Nurjahan Begum
Managing Director of Grameen Shikkha & Shakti
Keynote 4 – Pangkor Dialogue 2015



The Grameen Microcredit Bank, founded by Nobel Laureate Prof Muhammad Yunus, has helped reduced poverty, eradicate begging, improve education as well as equip homes with clean electricity. Through providing access to credit, its aim of empowering women and providing education and housing loans and other funds targeted to the poor has provided insights into implementing sustainability for inclusive growth. At the heart of the challenge for inclusive and sustainable growth is addressing poverty. Poverty gives birth to various other problems such as illiteracy, malnutrition and ill-health, etc. The poor whom are willing to change need to be provided with opportunities and leverages through their own efforts, utilising their strengths to help them survive poverty. The poor must fully utilise their capability to their advantage to improve their livelihoods and indirectly contribute to overall economic growth.

In most rural and third world countries, women are responsible for generating the economy, so they deserve due recognition and aid. The Grameen experience targeted women and provided them with financial aids along with structured monitoring indicators to assess the impacts and progress. In moving towards sustainable growth, rural and poor households are given access to affordable, clean and green energy. Additionally, mobile phones were also introduced to poor families while scholarships were given to needy students. All these helped to generate income for the poor within their own homes.

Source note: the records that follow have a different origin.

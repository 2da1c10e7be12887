//! Drive a [`Converter`] over a CSV stream and write the fragments.

use std::collections::HashMap;
use std::io::Read;

use thiserror::Error;
use tracing::{debug, warn};

use crate::converter::Converter;
use crate::emitter::TriplesEmitter;
use crate::error::RowError;
use crate::row::Row;

#[derive(Error, Debug)]
pub enum BatchError {
    #[error("failed to read CSV record {record}: {source}")]
    Csv {
        record: u64,
        #[source]
        source: csv::Error,
    },

    #[error("failed to write triples: {0}")]
    Io(#[from] std::io::Error),

    #[error("record {record}: {source}")]
    Rejected {
        record: u64,
        #[source]
        source: RowError,
    },
}

/// What happened to each row of a run.
#[derive(Debug, Clone, Default, PartialEq, Eq)]
pub struct BatchSummary {
    pub rows: u64,
    pub converted: u64,
    pub rejected: u64,
    pub triples: u64,
}

/// How the batch reacts to a rejected row.
#[derive(Debug, Clone, Copy, PartialEq, Eq, Default)]
pub enum OnReject {
    /// Log the row and keep going.
    #[default]
    Skip,
    /// Stop at the first rejected row.
    Halt,
}

/// Convert every record of `input` and write the fragments to `emitter`
/// in input order. Fragments are written whole or not at all.
pub fn convert_csv<R: Read, E: TriplesEmitter + ?Sized>(
    converter: &Converter,
    input: R,
    emitter: &mut E,
    on_reject: OnReject,
) -> Result<BatchSummary, BatchError> {
    let mut reader = csv::ReaderBuilder::new().has_headers(true).from_reader(input);
    let mut summary = BatchSummary::default();

    for (index, record) in reader.deserialize::<HashMap<String, String>>().enumerate() {
        let record_no = index as u64 + 1;
        let row = Row::from(record.map_err(|source| BatchError::Csv {
            record: record_no,
            source,
        })?);
        summary.rows += 1;

        match converter.convert(&row) {
            Ok(fragment) => {
                fragment.emit(emitter)?;
                summary.converted += 1;
                summary.triples += fragment.len() as u64;
                debug!(record = record_no, triples = fragment.len(), "record converted");
            }
            Err(err) => {
                summary.rejected += 1;
                if on_reject == OnReject::Halt {
                    return Err(BatchError::Rejected {
                        record: record_no,
                        source: err,
                    });
                }
                warn!(
                    record = record_no,
                    site = err.site.as_deref().unwrap_or("-"),
                    listing_id = err.listing_id.as_deref().unwrap_or("-"),
                    field = err.source.field().map(|f| f.as_str()).unwrap_or("-"),
                    "skipping record: {}",
                    err.source
                );
            }
        }
    }

    Ok(summary)
}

Challeges remain, however, such as the difficulty in changing the mindset of the older generation who believe women should stay at home and not work. There are also those that refuse to take up the loans, thinking that the loans would have to be repaid at a high interest rate. This requires further education of the local populace. In general, businesses could play a larger role and should not only focus on profit maximisation but also on issues of poverty, health, education, access to technology and the environment.